Tag: pandora papers

Background Briefing: October 10, 2021


 The Continuing Fallout From the Pandora Papers

We begin with the continuing fallout from the release of the Pandora Papers from the International Consortium of Investigative Journalists and speak with Frank Vogl, a former senior World Bank official and foreign business and economics correspondent for The Times of London who currently teaches at Georgetown University. He is the Chair of the Board of Directors of the Partnership for Transparency Fund, and the co-founder and former Vice Chair of Transparency International, the global non-governmental anti-corruption organization and the author of the forthcoming book, out next month, The Enablers: How the West Supports Kleptocrats and Corruption – Endangering Our Democracy. We discuss whether the White House “Summit on Democracy” scheduled to take place in December will be a victory for U.S. leadership in fighting corruption abroad as well as a forum to address the urgency of containing enablers at home.

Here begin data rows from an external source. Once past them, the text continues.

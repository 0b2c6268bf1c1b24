use std::fs;
use std::path::PathBuf;
use std::sync::atomic::{AtomicU64, Ordering};
use std::time::{SystemTime, UNIX_EPOCH};

use anyhow::Result;

use moedit::export::{export_file, import_file, ImportReport};
use moedit::mo::{load, save};
use moedit::Catalog;

static NEXT_ID: AtomicU64 = AtomicU64::new(1);

fn unique_root(prefix: &str) -> PathBuf {
    let pid = std::process::id();
    let t = SystemTime::now()
        .duration_since(UNIX_EPOCH)
        .unwrap_or_default()
        .as_nanos();
    let id = NEXT_ID.fetch_add(1, Ordering::Relaxed);
    let base = std::env::temp_dir();
    base.join(format!("motest-tsv-{prefix}-{pid}-{t}-{id}"))
}

fn sample() -> Catalog {
    Catalog::from_pairs([
        ("", "Content-Type: text/plain; charset=UTF-8\n"),
        ("Open", "Ouvrir"),
        ("Line one\nLine two", "Ligne un\nLigne deux"),
        ("Tab\there", "Onglet\tici"),
    ])
}

#[test]
fn export_then_import_into_fresh_load() -> Result<()> {
    let root = unique_root("roundtrip");
    fs::create_dir_all(&root)?;
    let mo = root.join("fr.mo");
    let tsv = root.join("fr.tsv");

    save(&sample(), &mo)?;
    let c = load(&mo)?;
    assert_eq!(export_file(&c, &tsv, '\t')?, 4);

    // the header entry spans two physical lines (trailing '\n')
    let text = fs::read_to_string(&tsv)?;
    assert!(text.starts_with("2\t0\t\tContent-Type: text/plain; charset=UTF-8\n\n"));
    assert!(text.contains("2\t2\tLine one\\nLine two\tLigne un\nLigne deux\n"));

    let mut c2 = load(&mo)?;
    let rep = import_file(&mut c2, &tsv, '\t')?;
    assert_eq!(
        rep,
        ImportReport {
            rows: 4,
            updated: 0,
            unchanged: 4,
            failed: 0
        }
    );
    Ok(())
}

#[test]
fn edited_export_is_applied_and_saved() -> Result<()> {
    let root = unique_root("edit");
    fs::create_dir_all(&root)?;
    let mo = root.join("fr.mo");
    let tsv = root.join("edits.tsv");

    save(&sample(), &mo)?;
    fs::write(
        &tsv,
        "1\t1\tOpen\tOuvrir…\n\
         3\t2\tignored\tUne\nDeux\nTrois\n\
         1\t42\tnope\tnowhere\n",
    )?;

    let mut c = load(&mo)?;
    let rep = import_file(&mut c, &tsv, '\t')?;
    assert_eq!(rep.updated, 2);
    assert_eq!(rep.failed, 1);
    save(&c, &mo)?;

    let back = load(&mo)?;
    assert_eq!(back.get(1)?.translated, "Ouvrir…");
    assert_eq!(back.get(2)?.translated, "Une\nDeux\nTrois");
    assert_eq!(back.get(2)?.original, "Line one\nLine two");
    assert_eq!(back.get(3)?.translated, "Onglet\tici");
    assert_eq!(back.count(), 4);
    Ok(())
}
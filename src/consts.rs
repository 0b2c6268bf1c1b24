//! Constants of the GNU MO format (little-endian layout) and env names.

// -------- Header --------
pub const MO_MAGIC: u32 = 0x950412de;
/// 7 × u32: magic, revision, N, O, T, S, H.
pub const HEADER_SIZE: u32 = 28;

// -------- Tables --------
/// (length i32, offset u32) per string.
pub const INDEX_ENTRY_SIZE: u32 = 8;
pub const HASH_ENTRY_SIZE: u32 = 4;

/// Original table always starts right after the header on write.
pub const ORIGINAL_TABLE_OFFSET: u32 = HEADER_SIZE;

// -------- Strings --------
pub const STRING_TERMINATOR: u8 = 0;

// -------- Env --------
pub const ENV_ATOMIC_SAVE: &str = "MOEDIT_ATOMIC_SAVE";
pub const ENV_FSYNC: &str = "MOEDIT_FSYNC";
pub const ENV_EXPORT_SEP: &str = "MOEDIT_EXPORT_SEP";

pub const DEFAULT_EXPORT_SEP: char = '\t';
pub const TMP_SUFFIX: &str = "tmp";
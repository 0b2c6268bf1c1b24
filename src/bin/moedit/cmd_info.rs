use anyhow::{Context, Result};
use serde::Serialize;
use std::fs::File;
use std::io::BufReader;
use std::path::PathBuf;

use moedit::MoHeader;

use super::util::{open_catalog, print_json};

#[derive(Serialize)]
struct Info {
    path: String,
    file_len: u64,
    header: MoHeader,
    untranslated: u32,
}

pub fn exec(path: PathBuf, json: bool) -> Result<()> {
    let f = File::open(&path).with_context(|| format!("open {}", path.display()))?;
    let file_len = f.metadata()?.len();
    let header = MoHeader::read_from(&mut BufReader::new(f))
        .with_context(|| format!("read header of {}", path.display()))?;

    let catalog = open_catalog(&path)?;
    let untranslated = catalog.iter().filter(|e| e.translated.is_empty()).count() as u32;

    if json {
        return print_json(&Info {
            path: path.display().to_string(),
            file_len,
            header,
            untranslated,
        });
    }

    println!("file:            {} ({} B)", path.display(), file_len);
    println!("magic:           {:#010x}", header.magic);
    println!("revision:        {}", header.revision);
    println!("strings (N):     {}", header.count);
    println!("orig table (O):  {}", header.original_table_offset);
    println!("trans table (T): {}", header.translated_table_offset);
    println!("hash size (S):   {}", header.hash_size);
    println!("hash offset (H): {}", header.hash_offset);
    println!("untranslated:    {}", untranslated);
    Ok(())
}
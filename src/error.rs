//! Error type of the MO codec and the catalog API.

use std::fmt;
use std::io;
use std::string::FromUtf8Error;

use thiserror::Error;

/// Which of the two parallel string tables a value belongs to.
#[derive(Debug, Clone, Copy, PartialEq, Eq, serde::Serialize)]
#[serde(rename_all = "lowercase")]
pub enum StringTable {
    Original,
    Translated,
}

impl fmt::Display for StringTable {
    fn fmt(&self, f: &mut fmt::Formatter<'_>) -> fmt::Result {
        match self {
            StringTable::Original => f.write_str("original"),
            StringTable::Translated => f.write_str("translated"),
        }
    }
}

#[derive(Debug, Error)]
pub enum MoError {
    /// Any OS-level I/O failure that is not a short read.
    #[error("I/O error: {0}")]
    Io(#[from] io::Error),

    /// The first header field is not 0x950412de.
    #[error("not a GNU MO file: bad magic {found:#010x} (expected 0x950412de)")]
    InvalidMagic { found: u32 },

    /// A read ran past the end of the available data.
    #[error("truncated file: cannot read {what} at offset {offset}")]
    TruncatedFile { what: String, offset: u64 },

    /// String bytes are not valid UTF-8.
    #[error("invalid UTF-8 in {table} string #{index}: {source}")]
    InvalidEncoding {
        table: StringTable,
        index: u32,
        #[source]
        source: FromUtf8Error,
    },

    /// A length field is negative.
    #[error("invalid length {length} for {table} string #{index}")]
    InvalidLength {
        table: StringTable,
        index: u32,
        length: i32,
    },

    #[error("entry index {index} out of range (count {count})")]
    IndexOutOfRange { index: u32, count: u32 },

    /// The recomputed layout does not fit the format's 32-bit fields.
    #[error("layout overflow: {what} does not fit in 32 bits")]
    LayoutOverflow { what: String },
}

impl MoError {
    /// Maps a short read onto `TruncatedFile`, everything else onto `Io`.
    pub(crate) fn from_read(e: io::Error, what: impl Into<String>, offset: u64) -> Self {
        if e.kind() == io::ErrorKind::UnexpectedEof {
            MoError::TruncatedFile {
                what: what.into(),
                offset,
            }
        } else {
            MoError::Io(e)
        }
    }
}

pub type Result<T> = std::result::Result<T, MoError>;
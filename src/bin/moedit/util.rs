use anyhow::{anyhow, Context, Result};
use serde::Serialize;
use std::path::{Path, PathBuf};

use moedit::config::parse_sep;
use moedit::{save_with_config, Catalog, MoConfig};

/// One-line preview: line breaks shown as ⏎, long text cut with an ellipsis.
pub fn preview(s: &str, max_chars: usize) -> String {
    let mut out = String::new();
    for (i, c) in s.chars().enumerate() {
        if i == max_chars {
            out.push('…');
            break;
        }
        match c {
            '\n' => out.push('⏎'),
            '\r' => {}
            c => out.push(c),
        }
    }
    out
}

pub fn print_json<T: Serialize + ?Sized>(v: &T) -> Result<()> {
    println!("{}", serde_json::to_string_pretty(v).context("serialize json")?);
    Ok(())
}

/// `\n`, `\t`, `\\` → LF, TAB, backslash; any other backslash stays literal.
pub fn decode_text_escapes(s: &str) -> String {
    let mut out = String::with_capacity(s.len());
    let mut it = s.chars().peekable();
    while let Some(c) = it.next() {
        if c != '\\' {
            out.push(c);
            continue;
        }
        match it.peek() {
            Some('n') => {
                out.push('\n');
                it.next();
            }
            Some('t') => {
                out.push('\t');
                it.next();
            }
            Some('\\') => {
                out.push('\\');
                it.next();
            }
            _ => out.push('\\'),
        }
    }
    out
}

/// --text (escapes decoded) / --text-file (verbatim, CRLF -> LF).
pub fn text_arg(text: Option<String>, text_file: Option<PathBuf>) -> Result<String> {
    if let Some(p) = text_file {
        let raw = std::fs::read_to_string(&p).with_context(|| format!("read {}", p.display()))?;
        return Ok(raw.replace("\r\n", "\n"));
    }
    text.map(|t| decode_text_escapes(&t))
        .ok_or_else(|| anyhow!("either --text or --text-file is required"))
}

pub fn sep_arg(sep: Option<String>, cfg: &MoConfig) -> Result<char> {
    match sep {
        Some(s) => parse_sep(&s).ok_or_else(|| anyhow!("unusable separator {:?}", s)),
        None => Ok(cfg.export_sep),
    }
}

/// Save to `out`, or back to `path` honoring the config.
pub fn save_catalog(catalog: &Catalog, path: &Path, out: Option<&Path>, cfg: &MoConfig) -> Result<PathBuf> {
    let target = out.unwrap_or(path);
    save_with_config(catalog, target, cfg).with_context(|| format!("save {}", target.display()))?;
    Ok(target.to_path_buf())
}

pub fn open_catalog(path: &Path) -> Result<Catalog> {
    Catalog::open(path).with_context(|| format!("open {}", path.display()))
}
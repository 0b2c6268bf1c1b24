//! mo — GNU gettext compiled catalog codec (little-endian, magic 0x950412de).
//!
//! Layout read by `load` (offsets come from the header, any order):
//!
//! ```text
//!   0  magic | revision | N | O | T | S | H
//!   O  N × (length i32, offset u32)   originals
//!   T  N × (length i32, offset u32)   translations
//!   H  S × 4 bytes                    hash table (opaque)
//!      NUL-terminated UTF-8 strings
//! ```
//!
//! Layout written by `save` is always canonical: O=28, T=28+8N, H=28+16N,
//! then all originals, then all translations. The hash table is copied
//! through verbatim and is NOT rebuilt when strings change.

pub mod header;
pub mod index;
pub mod layout;
pub mod reader;
pub mod strings;
pub mod writer;

use std::path::Path;

use crate::catalog::Catalog;
use crate::config::MoConfig;
use crate::error::Result;

pub use header::MoHeader;
pub use index::{parse_table, serialize_table, IndexEntry};
pub use layout::Layout;
pub use reader::{load, load_from};
pub use strings::{encode_string, read_string};
pub use writer::{save, save_atomic, save_to, to_bytes};

/// Save honoring `cfg`: atomic staging when enabled, otherwise a direct
/// write with optional fsync.
pub fn save_with_config<P: AsRef<Path>>(catalog: &Catalog, path: P, cfg: &MoConfig) -> Result<()> {
    if cfg.atomic_save {
        save_atomic(catalog, path)
    } else {
        writer::save_with(catalog, path.as_ref(), cfg.fsync)?;
        if cfg.fsync {
            writer::fsync_dir(path.as_ref())?;
        }
        Ok(())
    }
}
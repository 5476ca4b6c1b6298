//! Page arithmetic against a live row count.
//!
//! Counting happens before fetching: the right offset depends on the number
//! of pages, and a request for a page past the end is pulled back to the last
//! page instead of returning an empty window.
//!
//! ```rust
//! use pager_query::Query;
//!
//! let mut query = Query::new().with_page(7, 20);
//! let info = query.paginate(&95u64).unwrap();
//!
//! assert_eq!(info.total_page, 5);
//! assert_eq!(info.current_page, 5);
//! assert_eq!(query.offset(), Some(80));
//! assert_eq!(query.limit(), Some(20));
//! ```
//!
//! # Empty results
//!
//! With no matching rows there are no pages, and the current page is clamped
//! to 0. Treat `total_page == 0` as "no results".

use serde::{Deserialize, Serialize};
use tracing::{debug, warn};

use crate::error::{QueryError, QueryResult};
use crate::query::Query;
use crate::traits::RowCounter;

/// Number of pages needed for `rows` rows, rounding a partial page up.
///
/// `page_size` must be at least 1.
#[inline]
pub const fn total_pages(rows: u64, page_size: u64) -> u64 {
    let pages = rows / page_size;
    if rows % page_size > 0 { pages + 1 } else { pages }
}

/// Page metadata computed by [`paginate`].
#[derive(Debug, Clone, Copy, PartialEq, Eq, Hash, Serialize, Deserialize)]
pub struct PageInfo {
    /// Rows matching the predicates.
    pub total_row: u64,
    /// Number of pages.
    pub total_page: u64,
    /// Rows per page.
    pub page_size: u64,
    /// The page actually served after clamping.
    pub current_page: u64,
}

impl PageInfo {
    /// Attach the fetched results.
    pub fn with_results<T>(self, results: T) -> Page<T> {
        Page {
            total_row: self.total_row,
            total_page: self.total_page,
            page_size: self.page_size,
            current_page: self.current_page,
            results,
        }
    }

    /// Whether a page after the current one exists.
    pub fn has_next(&self) -> bool {
        self.current_page < self.total_page
    }

    /// Whether a page before the current one exists.
    pub fn has_previous(&self) -> bool {
        self.current_page > 1
    }
}

/// A page of results with its metadata.
#[derive(Debug, Clone, PartialEq, Eq, Serialize, Deserialize)]
pub struct Page<T> {
    /// Rows matching the predicates.
    pub total_row: u64,
    /// Number of pages.
    pub total_page: u64,
    /// Rows per page.
    pub page_size: u64,
    /// The page served.
    pub current_page: u64,
    /// The fetched rows.
    pub results: T,
}

impl<T> Page<T> {
    /// Metadata without the results.
    pub fn info(&self) -> PageInfo {
        PageInfo {
            total_row: self.total_row,
            total_page: self.total_page,
            page_size: self.page_size,
            current_page: self.current_page,
        }
    }

    /// Transform the results, keeping the metadata.
    pub fn map<U>(self, f: impl FnOnce(T) -> U) -> Page<U> {
        let info = self.info();
        info.with_results(f(self.results))
    }
}

/// Check that `query` can be paged, returning its requested page and size.
///
/// Runs before any row count so a degenerate request never reaches storage.
pub fn requested_window(query: &Query) -> QueryResult<(i64, i64)> {
    let (Some(requested), Some(size)) = (query.page, query.size) else {
        return Err(QueryError::not_paginated());
    };
    if size < 1 {
        return Err(QueryError::invalid_page_size(size));
    }
    Ok((requested, size))
}

/// Reconcile `query`'s requested page with the row count from `counter`.
///
/// Clamps the page into `1..=total_pages` (0 when there are no rows) and sets
/// the query's limit and offset for the fetch. The offset is
/// `(page - 1) * size` floored at 0, so the page-0 result of an empty table
/// gets offset 0 rather than `-size`. The counter is called exactly once; its
/// error is returned as-is. Calling this again with the same count gives the
/// same result.
///
/// Fails without counting if the query was built without pagination or its
/// page size is below 1.
pub fn paginate<C: RowCounter + ?Sized>(query: &mut Query, counter: &C) -> QueryResult<PageInfo> {
    let (requested, size) = requested_window(query)?;
    let page_size = size as u64;
    let requested = requested.max(1) as u64;

    let total_row = counter.count_rows(query)?;
    let total_page = total_pages(total_row, page_size);

    let current_page = if requested > total_page {
        warn!(requested, total_page, "requested page is past the last page");
        total_page
    } else {
        requested
    };

    let offset = current_page.saturating_sub(1).saturating_mul(page_size);
    query.page = Some(current_page as i64);
    query.limit = Some(size);
    query.offset = Some(i64::try_from(offset).unwrap_or(i64::MAX));

    debug!(total_row, total_page, current_page, offset, limit = size, "computed page window");

    Ok(PageInfo {
        total_row,
        total_page,
        page_size,
        current_page,
    })
}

The Less Discussed Elite, Trump’s American Gentry

Then we speak with Patrick Wyman, who holds a PhD in history from the University of Southern California. He previously worked as a sports journalist, covering mixed martial arts and boxing from 2013 to 2018, and his work has been featured in Deadspin, The Washington Post, Bleacher Report, among others. Currently the host of the podcast, Tides of History, and previously the host of Fall of Rome, he is the author of the new book, just out, The Verge: Reformation, Renaissance, and Forty Years that Shook the World and we discuss his article at The Atlantic “Trump and the American Gentry” which explores a less exalted and less discussed elite group, one that sits at the pinnacle of the local hierarchies that govern daily life for tens of millions of Americans. Among the January 6 crowd there were people who had flown to the event on private jets since Trump had courted the support of this American gentry, the salt-of-the-earth millionaires who see themselves as local leaders in business and politics, the unappreciated backbone of a once-great nation.